Fatigue is common and debilitating symptom in many neurological disorders and it has been reported in patients after non-traumatic subarachnoid haemorrhage (SAH).

Objectives

We undertook a systematic review to identify and critically appraise all published studies that have reported frequency, severity and time course of fatigue after SAH, the factors associated with its development and the impact of fatigue on patients' life after SAH.

Methods

We searched Medline, EMBASE, CINAHL, PsycINFO, AMED, PubMed and included in the review all studies published in English, recruiting at least 10 patients (> 18 years old) after SAH, which reported fatigue.

Results

We identified 13 studies (total number of subjects 737) meeting our inclusion criteria. The frequency of fatigue ranged from 31 to 90%. Fatigue remained common even several years after the ictus. According to some studies fatigue after SAH was associated with sleep disturbances, anxiety, depression, posttraumatic stress disorder, cognitive and physical impairment, but these could not explain all cases of fatigue. Fatigue reduces quality of life and life satisfaction in patients after SAH.

Conclusions

Fatigue is common after SAH and seems to persist.
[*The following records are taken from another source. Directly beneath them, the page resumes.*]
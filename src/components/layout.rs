//! Layout calculations for the question bank screen

use ratatui::layout::{Constraint, Direction, Layout, Rect};

/// Areas of the question bank screen
pub struct BankLayout {
    pub header: Rect,
    pub tabs: Rect,
    pub banner: Option<Rect>,
    pub stats: Rect,
    pub controls: Option<Rect>,
    pub bank_table: Rect,
    pub active_table: Rect,
    pub status: Rect,
    pub help: Rect,
}

/// Calculate centered popup area
pub fn centered_popup(area: Rect, width: u16, height: u16) -> Rect {
    let popup_x = area.x + (area.width.saturating_sub(width)) / 2;
    let popup_y = area.y + (area.height.saturating_sub(height)) / 2;

    Rect::new(
        popup_x,
        popup_y,
        width.min(area.width),
        height.min(area.height),
    )
}

/// Calculate the bank screen layout
///
/// `show_banner` reserves the current-round line, `show_controls` the
/// select-all / activate row (hidden when the bank is empty).
pub fn calculate_bank_layout(area: Rect, show_banner: bool, show_controls: bool) -> BankLayout {
    let chunks = Layout::default()
        .direction(Direction::Vertical)
        .constraints([
            Constraint::Length(3),
            Constraint::Length(3),
            Constraint::Length(if show_banner { 1 } else { 0 }),
            Constraint::Length(3),
            Constraint::Length(if show_controls { 3 } else { 0 }),
            Constraint::Min(6),
            Constraint::Length(1),
            Constraint::Length(1),
        ])
        .split(area);

    // Bank table above the active table
    let tables = Layout::default()
        .direction(Direction::Vertical)
        .constraints([Constraint::Percentage(55), Constraint::Percentage(45)])
        .split(chunks[5]);

    BankLayout {
        header: chunks[0],
        tabs: chunks[1],
        banner: show_banner.then_some(chunks[2]),
        stats: chunks[3],
        controls: show_controls.then_some(chunks[4]),
        bank_table: tables[0],
        active_table: tables[1],
        status: chunks[6],
        help: chunks[7],
    }
}

#[cfg(test)]
mod tests {
    use super::*;

    #[test]
    fn test_centered_popup_fits_area() {
        let area = Rect::new(0, 0, 100, 40);
        let popup = centered_popup(area, 60, 10);
        assert_eq!(popup, Rect::new(20, 15, 60, 10));

        let small = centered_popup(Rect::new(0, 0, 30, 5), 60, 10);
        assert_eq!(small.width, 30);
        assert_eq!(small.height, 5);
    }

    #[test]
    fn test_optional_rows() {
        let area = Rect::new(0, 0, 120, 40);
        let full = calculate_bank_layout(area, true, true);
        assert!(full.banner.is_some());
        assert!(full.controls.is_some());

        let bare = calculate_bank_layout(area, false, false);
        assert!(bare.banner.is_none());
        assert!(bare.controls.is_none());
        assert!(bare.bank_table.height > full.bank_table.height);
        assert_eq!(bare.help.y, 39);
    }
}
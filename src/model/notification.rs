//! User-visible notices and their history

use chrono::{DateTime, Duration, Local};

#[derive(Debug, Clone, Copy, PartialEq, Eq)]
pub enum NoticeLevel {
    Success,
    Warning,
    Error,
}

impl NoticeLevel {
    pub fn icon(&self) -> &str {
        match self {
            NoticeLevel::Success => "✓",
            NoticeLevel::Warning => "!",
            NoticeLevel::Error => "✗",
        }
    }
}

/// A message raised by a handler, not yet shown
#[derive(Debug, Clone, PartialEq, Eq)]
pub struct Notice {
    pub level: NoticeLevel,
    pub message: String,
}

impl Notice {
    pub fn success(message: impl Into<String>) -> Self {
        Self {
            level: NoticeLevel::Success,
            message: message.into(),
        }
    }

    pub fn warning(message: impl Into<String>) -> Self {
        Self {
            level: NoticeLevel::Warning,
            message: message.into(),
        }
    }

    pub fn error(message: impl Into<String>) -> Self {
        Self {
            level: NoticeLevel::Error,
            message: message.into(),
        }
    }
}

/// A notice stamped with the time it was raised
#[derive(Debug, Clone)]
pub struct Notification {
    pub notice: Notice,
    pub raised_at: DateTime<Local>,
}

impl Notification {
    pub fn formatted_time(&self) -> String {
        self.raised_at.format("%H:%M:%S").to_string()
    }
}

/// Newest-first history of notifications
#[derive(Debug, Default)]
pub struct NotificationLog {
    entries: Vec<Notification>,
}

impl NotificationLog {
    const MAX_ENTRIES: usize = 100;

    pub fn new() -> Self {
        Self::default()
    }

    pub fn push(&mut self, notice: Notice) {
        self.push_at(notice, Local::now());
    }

    pub fn push_at(&mut self, notice: Notice, raised_at: DateTime<Local>) {
        match notice.level {
            NoticeLevel::Error => tracing::warn!(message = %notice.message, "notice"),
            _ => tracing::debug!(message = %notice.message, "notice"),
        }
        self.entries.insert(0, Notification { notice, raised_at });
        self.entries.truncate(Self::MAX_ENTRIES);
    }

    /// Most recent notification, if younger than `ttl`
    pub fn current(&self, now: DateTime<Local>, ttl: Duration) -> Option<&Notification> {
        self.entries
            .first()
            .filter(|n| now.signed_duration_since(n.raised_at) < ttl)
    }

    pub fn entries(&self) -> &[Notification] {
        &self.entries
    }

    pub fn len(&self) -> usize {
        self.entries.len()
    }

    pub fn is_empty(&self) -> bool {
        self.entries.is_empty()
    }
}

#[cfg(test)]
mod tests {
    use super::*;

    #[test]
    fn test_log_is_newest_first() {
        let mut log = NotificationLog::new();
        log.push(Notice::success("first"));
        log.push(Notice::warning("second"));

        assert_eq!(log.len(), 2);
        assert_eq!(log.entries()[0].notice.message, "second");
        assert_eq!(log.entries()[1].notice.level, NoticeLevel::Success);
    }

    #[test]
    fn test_current_expires() {
        let mut log = NotificationLog::new();
        let raised = Local::now();
        log.push_at(Notice::success("saved"), raised);

        let ttl = Duration::seconds(4);
        assert!(log.current(raised + Duration::seconds(1), ttl).is_some());
        assert!(log.current(raised + Duration::seconds(5), ttl).is_none());
        // Expired notifications stay in the history
        assert_eq!(log.len(), 1);
    }

    #[test]
    fn test_log_is_bounded() {
        let mut log = NotificationLog::new();
        for i in 0..150 {
            log.push(Notice::success(format!("n{}", i)));
        }
        assert_eq!(log.len(), 100);
        assert_eq!(log.entries()[0].notice.message, "n149");
    }
}
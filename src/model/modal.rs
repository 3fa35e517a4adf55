//! Modal stack for managing overlays
//!
//! Only the top modal receives key events; everything below it is drawn but inert.

/// An overlay displayed on top of the question bank
#[derive(Debug, Clone, Copy, PartialEq, Eq)]
pub enum Modal {
    /// Quit confirmation dialog
    QuitConfirm,
    /// Add-question form
    AddQuestion,
    /// Keyboard shortcut reference
    Help,
    /// History of raised notifications
    NotificationLog,
}

/// A stack of modal overlays, rendered bottom to top
#[derive(Debug, Default)]
pub struct ModalStack {
    stack: Vec<Modal>,
}

impl ModalStack {
    pub fn new() -> Self {
        Self { stack: Vec::new() }
    }

    /// Push a modal unless it is already on top
    pub fn push(&mut self, modal: Modal) {
        if self.top() != Some(&modal) {
            self.stack.push(modal);
        }
    }

    pub fn pop(&mut self) -> Option<Modal> {
        self.stack.pop()
    }

    /// Remove every occurrence of `modal`
    pub fn remove(&mut self, modal: Modal) {
        self.stack.retain(|m| *m != modal);
    }

    pub fn top(&self) -> Option<&Modal> {
        self.stack.last()
    }

    pub fn contains(&self, modal: Modal) -> bool {
        self.stack.contains(&modal)
    }
}

#[cfg(test)]
mod tests {
    use super::*;

    #[test]
    fn test_modal_stack_push_pop() {
        let mut stack = ModalStack::new();
        assert!(stack.top().is_none());

        stack.push(Modal::AddQuestion);
        stack.push(Modal::Help);
        assert_eq!(stack.top(), Some(&Modal::Help));

        assert_eq!(stack.pop(), Some(Modal::Help));
        assert_eq!(stack.pop(), Some(Modal::AddQuestion));
        assert!(stack.top().is_none());
    }

    #[test]
    fn test_modal_stack_ignores_duplicate_top() {
        let mut stack = ModalStack::new();
        stack.push(Modal::QuitConfirm);
        stack.push(Modal::QuitConfirm);
        assert_eq!(stack.pop(), Some(Modal::QuitConfirm));
        assert!(stack.top().is_none());
    }

    #[test]
    fn test_modal_stack_remove() {
        let mut stack = ModalStack::new();
        stack.push(Modal::AddQuestion);
        stack.push(Modal::Help);
        stack.remove(Modal::AddQuestion);

        assert!(!stack.contains(Modal::AddQuestion));
        assert_eq!(stack.top(), Some(&Modal::Help));
    }
}
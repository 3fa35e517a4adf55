//! Question bank state
//!
//! Round-scoped views over the question list, the batch selection set, and the
//! add/delete/activate requests. The question list is never mutated here: every
//! handler borrows the current snapshot and hands mutations back as
//! [`BankCommand`]s for the owner of the list to apply.

use super::notification::Notice;
use super::question::Question;
use super::round::RoundNumber;

// ═══════════════════════════════════════════════════════════════════════════════
// Round View
// ═══════════════════════════════════════════════════════════════════════════════

/// Bank/active split of one round, in list order
#[derive(Debug, Default)]
pub struct RoundView<'a> {
    pub bank: Vec<&'a Question>,
    pub active: Vec<&'a Question>,
}

impl<'a> RoundView<'a> {
    /// Split the questions of `round` by their active flag
    pub fn derive(questions: &'a [Question], round: RoundNumber) -> Self {
        let mut view = RoundView::default();
        for question in questions.iter().filter(|q| q.in_round(round)) {
            if question.is_active {
                view.active.push(question);
            } else {
                view.bank.push(question);
            }
        }
        view
    }

    pub fn bank_ids(&self) -> Vec<String> {
        self.bank.iter().map(|q| q.id.clone()).collect()
    }

    pub fn is_in_bank(&self, id: &str) -> bool {
        self.bank.iter().any(|q| q.id == id)
    }
}

// ═══════════════════════════════════════════════════════════════════════════════
// Selection
// ═══════════════════════════════════════════════════════════════════════════════

/// Ids marked for batch activation, in the order they were selected
#[derive(Debug, Clone, Default, PartialEq, Eq)]
pub struct Selection {
    ids: Vec<String>,
}

impl Selection {
    pub fn new() -> Self {
        Self::default()
    }

    /// Add the id if absent, remove it if present
    pub fn toggle(&mut self, id: &str) {
        if let Some(pos) = self.ids.iter().position(|s| s == id) {
            self.ids.remove(pos);
        } else {
            self.ids.push(id.to_string());
        }
    }

    /// Switch between "every bank id" and "nothing"
    ///
    /// Clears when the selection is as large as the bank, otherwise replaces
    /// it with exactly `bank_ids`.
    pub fn select_all(&mut self, bank_ids: Vec<String>) {
        if self.ids.len() == bank_ids.len() {
            self.ids.clear();
        } else {
            self.ids = bank_ids;
        }
    }

    pub fn remove(&mut self, id: &str) {
        self.ids.retain(|s| s != id);
    }

    /// Drop every id that is not in the given bank view
    pub fn retain_within(&mut self, view: &RoundView) {
        self.ids.retain(|id| view.is_in_bank(id));
    }

    pub fn clear(&mut self) {
        self.ids.clear();
    }

    pub fn contains(&self, id: &str) -> bool {
        self.ids.iter().any(|s| s == id)
    }

    pub fn ids(&self) -> &[String] {
        &self.ids
    }

    pub fn len(&self) -> usize {
        self.ids.len()
    }

    pub fn is_empty(&self) -> bool {
        self.ids.is_empty()
    }

    /// Whether the select-all checkbox shows as checked
    pub fn covers(&self, bank_len: usize) -> bool {
        bank_len > 0 && self.ids.len() == bank_len
    }
}

// ═══════════════════════════════════════════════════════════════════════════════
// Commands & Reactions
// ═══════════════════════════════════════════════════════════════════════════════

/// A mutation requested from the owner of the question list
#[derive(Debug, Clone, PartialEq, Eq)]
pub enum BankCommand {
    /// Create a question in the bank of `round`
    Add {
        question: String,
        description: String,
        round: RoundNumber,
    },
    /// Remove the question with this id
    Delete(String),
    /// Mark every listed question active; unknown ids are ignored
    ActivateMany(Vec<String>),
}

/// What a handler produced: at most one command and one notice
#[derive(Debug, Default, PartialEq, Eq)]
pub struct Reaction {
    pub command: Option<BankCommand>,
    pub notice: Option<Notice>,
}

impl Reaction {
    pub fn none() -> Self {
        Self::default()
    }

    pub fn is_none(&self) -> bool {
        self.command.is_none() && self.notice.is_none()
    }
}

// ═══════════════════════════════════════════════════════════════════════════════
// Add Form
// ═══════════════════════════════════════════════════════════════════════════════

/// Focusable fields of the add-question dialog
#[derive(Debug, Clone, Copy, PartialEq, Eq, Default)]
pub enum AddField {
    Round,
    #[default]
    Question,
    Description,
    Submit,
}

impl AddField {
    pub fn next(self) -> AddField {
        match self {
            AddField::Round => AddField::Question,
            AddField::Question => AddField::Description,
            AddField::Description => AddField::Submit,
            AddField::Submit => AddField::Round,
        }
    }

    pub fn prev(self) -> AddField {
        match self {
            AddField::Round => AddField::Submit,
            AddField::Question => AddField::Round,
            AddField::Description => AddField::Question,
            AddField::Submit => AddField::Description,
        }
    }

    pub fn is_text(self) -> bool {
        matches!(self, AddField::Question | AddField::Description)
    }
}

/// Contents of the add-question dialog
#[derive(Debug, Clone, Default, PartialEq, Eq)]
pub struct AddQuestionForm {
    pub question: String,
    pub description: String,
    /// Target round, chosen independently of the viewing round
    pub round: RoundNumber,
}

impl AddQuestionForm {
    pub fn new(round: RoundNumber) -> Self {
        Self {
            question: String::new(),
            description: String::new(),
            round,
        }
    }

    pub fn field_mut(&mut self, field: AddField) -> Option<&mut String> {
        match field {
            AddField::Question => Some(&mut self.question),
            AddField::Description => Some(&mut self.description),
            AddField::Round | AddField::Submit => None,
        }
    }

    pub fn input(&mut self, field: AddField, c: char) {
        // The question is a single line
        if c == '\n' && field == AddField::Question {
            return;
        }
        if let Some(text) = self.field_mut(field) {
            text.push(c);
        }
    }

    pub fn backspace(&mut self, field: AddField) {
        if let Some(text) = self.field_mut(field) {
            text.pop();
        }
    }

    /// Trimmed question and description, if both are non-empty
    pub fn trimmed(&self) -> Option<(String, String)> {
        let question = self.question.trim();
        let description = self.description.trim();
        if question.is_empty() || description.is_empty() {
            return None;
        }
        Some((question.to_string(), description.to_string()))
    }

    /// Clear both text fields, keeping the chosen round
    pub fn clear_text(&mut self) {
        self.question.clear();
        self.description.clear();
    }
}

// ═══════════════════════════════════════════════════════════════════════════════
// Bank State
// ═══════════════════════════════════════════════════════════════════════════════

/// Local state of the question bank panel
#[derive(Debug, Clone)]
pub struct QuestionBankState {
    viewing_round: RoundNumber,
    selection: Selection,
    add_dialog_open: bool,
    pub form: AddQuestionForm,
}

impl QuestionBankState {
    /// Start on the global current round, which is also the default add target
    pub fn new(current_round: RoundNumber) -> Self {
        Self {
            viewing_round: current_round,
            selection: Selection::new(),
            add_dialog_open: false,
            form: AddQuestionForm::new(current_round),
        }
    }

    pub fn viewing_round(&self) -> RoundNumber {
        self.viewing_round
    }

    pub fn selection(&self) -> &Selection {
        &self.selection
    }

    pub fn view<'a>(&self, questions: &'a [Question]) -> RoundView<'a> {
        RoundView::derive(questions, self.viewing_round)
    }

    /// Show another round. Always clears the selection.
    pub fn set_viewing_round(&mut self, round: RoundNumber) {
        self.viewing_round = round;
        self.selection.clear();
    }

    pub fn toggle(&mut self, id: &str) {
        self.selection.toggle(id);
    }

    pub fn select_all(&mut self, questions: &[Question]) {
        let bank_ids = self.view(questions).bank_ids();
        self.selection.select_all(bank_ids);
    }

    pub fn clear_selection(&mut self) {
        self.selection.clear();
    }

    /// Intersect the selection with the bank of a fresh snapshot
    pub fn reconcile(&mut self, questions: &[Question]) {
        let view = RoundView::derive(questions, self.viewing_round);
        self.selection.retain_within(&view);
    }

    // ─────────────────────────────────────────────────────────────────────────
    // Add dialog
    // ─────────────────────────────────────────────────────────────────────────

    pub fn open_add_dialog(&mut self) {
        self.add_dialog_open = true;
    }

    /// Close without submitting. Typed text is kept.
    pub fn close_add_dialog(&mut self) {
        self.add_dialog_open = false;
    }

    pub fn is_add_dialog_open(&self) -> bool {
        self.add_dialog_open
    }

    /// Validate the form and request a new question
    ///
    /// Blank question or description is a silent no-op.
    pub fn submit_add(&mut self) -> Reaction {
        let Some((question, description)) = self.form.trimmed() else {
            return Reaction::none();
        };
        let round = self.form.round;

        self.form.clear_text();
        self.add_dialog_open = false;

        Reaction {
            command: Some(BankCommand::Add {
                question,
                description,
                round,
            }),
            notice: Some(Notice::success(format!(
                "Question added to {} bank successfully!",
                round.name()
            ))),
        }
    }

    // ─────────────────────────────────────────────────────────────────────────
    // Delete / Activate
    // ─────────────────────────────────────────────────────────────────────────

    /// Request removal of a question from either table
    pub fn request_delete(&mut self, id: &str) -> Reaction {
        self.selection.remove(id);
        Reaction {
            command: Some(BankCommand::Delete(id.to_string())),
            notice: None,
        }
    }

    /// Promote every selected bank question in one batch
    pub fn activate_selected(&mut self) -> Reaction {
        if self.selection.is_empty() {
            return Reaction {
                command: None,
                notice: Some(Notice::warning(
                    "Please select at least one question to activate",
                )),
            };
        }

        let ids = self.selection.ids().to_vec();
        let count = ids.len();
        self.selection.clear();

        Reaction {
            command: Some(BankCommand::ActivateMany(ids)),
            notice: Some(Notice::success(format!(
                "{} question(s) activated for the spin wheel!",
                count
            ))),
        }
    }
}
//! Round numbering - the closed set of competition rounds

use serde::{Deserialize, Serialize};
use std::fmt;

/// One of the three competition rounds
///
/// Stored on disk as the plain integer `1`, `2` or `3`.
#[derive(
    Debug, Clone, Copy, PartialEq, Eq, Hash, PartialOrd, Ord, Default, Serialize, Deserialize,
)]
#[serde(try_from = "u8", into = "u8")]
pub enum RoundNumber {
    #[default]
    One,
    Two,
    Three,
}

impl RoundNumber {
    pub fn all() -> [RoundNumber; 3] {
        [RoundNumber::One, RoundNumber::Two, RoundNumber::Three]
    }

    pub fn number(self) -> u8 {
        match self {
            RoundNumber::One => 1,
            RoundNumber::Two => 2,
            RoundNumber::Three => 3,
        }
    }

    /// Display name of the round
    pub fn name(self) -> &'static str {
        match self {
            RoundNumber::One => "Style Battle",
            RoundNumber::Two => "Design Remix",
            RoundNumber::Three => "UXcellence Grand Showdown",
        }
    }

    /// Shorter name used in the round tabs
    pub fn tab_name(self) -> &'static str {
        match self {
            RoundNumber::One => "Style Battle",
            RoundNumber::Two => "Design Remix",
            RoundNumber::Three => "Grand Showdown",
        }
    }

    /// "Round 2: Design Remix"
    pub fn label(self) -> String {
        format!("Round {}: {}", self.number(), self.name())
    }

    pub fn next(self) -> RoundNumber {
        match self {
            RoundNumber::One => RoundNumber::Two,
            RoundNumber::Two => RoundNumber::Three,
            RoundNumber::Three => RoundNumber::One,
        }
    }

    pub fn prev(self) -> RoundNumber {
        match self {
            RoundNumber::One => RoundNumber::Three,
            RoundNumber::Two => RoundNumber::One,
            RoundNumber::Three => RoundNumber::Two,
        }
    }

    /// Position in the tab bar
    pub fn index(self) -> usize {
        self.number() as usize - 1
    }
}

impl fmt::Display for RoundNumber {
    fn fmt(&self, f: &mut fmt::Formatter<'_>) -> fmt::Result {
        write!(f, "{}", self.number())
    }
}

impl From<RoundNumber> for u8 {
    fn from(round: RoundNumber) -> u8 {
        round.number()
    }
}

/// Integer outside the 1..=3 round range
#[derive(Debug, Clone, Copy, PartialEq, Eq)]
pub struct InvalidRound(pub u8);

impl fmt::Display for InvalidRound {
    fn fmt(&self, f: &mut fmt::Formatter<'_>) -> fmt::Result {
        write!(f, "round must be 1, 2 or 3 (got {})", self.0)
    }
}

impl std::error::Error for InvalidRound {}

impl TryFrom<u8> for RoundNumber {
    type Error = InvalidRound;

    fn try_from(value: u8) -> Result<Self, Self::Error> {
        match value {
            1 => Ok(RoundNumber::One),
            2 => Ok(RoundNumber::Two),
            3 => Ok(RoundNumber::Three),
            other => Err(InvalidRound(other)),
        }
    }
}

#[cfg(test)]
mod tests {
    use super::*;

    #[test]
    fn test_round_names() {
        assert_eq!(RoundNumber::One.name(), "Style Battle");
        assert_eq!(RoundNumber::Two.name(), "Design Remix");
        assert_eq!(RoundNumber::Three.name(), "UXcellence Grand Showdown");
        assert_eq!(RoundNumber::Three.tab_name(), "Grand Showdown");
        assert_eq!(RoundNumber::Two.label(), "Round 2: Design Remix");
    }

    #[test]
    fn test_round_try_from() {
        assert_eq!(RoundNumber::try_from(1), Ok(RoundNumber::One));
        assert_eq!(RoundNumber::try_from(3), Ok(RoundNumber::Three));
        assert_eq!(RoundNumber::try_from(0), Err(InvalidRound(0)));
        assert_eq!(RoundNumber::try_from(4), Err(InvalidRound(4)));
    }

    #[test]
    fn test_round_cycle() {
        for round in RoundNumber::all() {
            assert_eq!(round.next().prev(), round);
        }
        assert_eq!(RoundNumber::Three.next(), RoundNumber::One);
        assert_eq!(RoundNumber::One.prev(), RoundNumber::Three);
    }

    #[test]
    fn test_round_serde_as_integer() {
        let json = serde_json::to_string(&RoundNumber::Two).unwrap();
        assert_eq!(json, "2");
        let parsed: RoundNumber = serde_json::from_str("3").unwrap();
        assert_eq!(parsed, RoundNumber::Three);
        assert!(serde_json::from_str::<RoundNumber>("7").is_err());
    }
}
fn render_bank_table(
    frame: &mut Frame,
    area: Rect,
    bank: &mut QuestionBankComponent,
    view: &RoundView,
    viewing: RoundNumber,
) {
    let focused = bank.focus == Pane::Bank;
    let block = table_block(" Questions in Bank ".to_string(), focused);
    let (header_area, rows_area) = table_areas(frame, area, block);

    // "▶ " + "[x] " prefix, then question | description
    let text_width = (rows_area.width as usize).saturating_sub(6);
    let question_width = text_width * 2 / 5;
    let description_width = text_width.saturating_sub(question_width + 3);

    let header = Line::from(Span::styled(
        format!(
            "      {} │ {}",
            fit("Question", question_width),
            fit("Description", description_width)
        ),
        Style::default().fg(Color::Cyan).add_modifier(Modifier::BOLD),
    ));
    frame.render_widget(Paragraph::new(header), header_area);

    if view.bank.is_empty() {
        render_empty(
            frame,
            rows_area,
            format!(
                "No questions in bank for Round {}. Press n to add questions.",
                viewing.number()
            ),
        );
        return;
    }

    let items: Vec<ListItem> = view
        .bank
        .iter()
        .map(|question| {
            let is_selected = bank.state.selection().contains(&question.id);
            let (marker, marker_style) = if is_selected {
                ("[x] ", Style::default().fg(Color::Green).add_modifier(Modifier::BOLD))
            } else {
                ("[ ] ", Style::default().fg(Color::DarkGray))
            };
            let text_style = if is_selected {
                Style::default().fg(Color::Green)
            } else {
                Style::default().fg(Color::White)
            };
            ListItem::new(Line::from(vec![
                Span::styled(marker, marker_style),
                Span::styled(fit(&question.question, question_width), text_style),
                Span::styled(" │ ", Style::default().fg(Color::DarkGray)),
                Span::styled(
                    fit(&question.description, description_width),
                    Style::default().fg(Color::DarkGray),
                ),
            ]))
        })
        .collect();

    let list = List::new(items)
        .highlight_style(highlight_style(focused))
        .highlight_symbol(if focused { "▶ " } else { "  " });

    frame.render_stateful_widget(list, rows_area, &mut bank.bank_list);
}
Further research is needed to clarify its time course and identify factors associated with its development.

Introduction

The incidence of non-traumatic subarachnoid haemorrhage (SAH) is approximately 9 cases per 100,000 person-years and has remained relatively stable during the last 40 years [1]. Advances in management have increased the chances of survival after SAH from 48% to 65% over the last three decades [1]. The incidence of SAH is highest in people aged between 40 and 60 years, which means that any adverse long term effects will have affect survivors' ability to continue their previous social roles, including returning to work [2]. Thus, understanding the long-term consequences of SAH is important so that services can be planned to meet the needs of these people. Fatigue is one such potential long-term consequence. It is well established that fatigue is common in other neurological conditions, including ischaemic stroke, and that fatigue can be extremely debilitating [3].

There are several ways to categorise fatigue. Fatigue could be divided into ‘normal’ and ‘pathological’ fatigue. Normal fatigue is defined as “a state of general tiredness that is the result of overexertion and can be ameliorated by rest”, whilst “pathological” fatigue is “a state characterized by weariness unrelated to previous exertion levels and is usually not ameliorated by rest” [3]. Pathological fatigue is a symptom of many diseases [3], [4].

Fatigue in neurological disorders such as multiple sclerosis and Parkinson's disease is often associated with depression and sleep disturbances [4], but it may develop in the absence of these known potential causes, indicating that other, as yet unknown, factors may be implicated [1]. There are several putative pathological mechanisms that might, in theory, trigger fatigue after SAH. Systemic inflammation may alter neurotransmitter signalling in the brain through changing activity of enzymes such as indoleamine 2,3-dioxygenase, while disruption of fronto-subcortical neurocircuits due to complications of SAH such as delayed ischaemia or hydrocephalus may lead to the subtle impairment of attention and arousal and subsequent fatigue [4], [5]. Neuroendocrine changes may also contribute to the development of fatigue in patients after SAH [6]. Currently, the mechanisms of fatigue after SAH are unknown and hence no reliable treatments are available [1], [7].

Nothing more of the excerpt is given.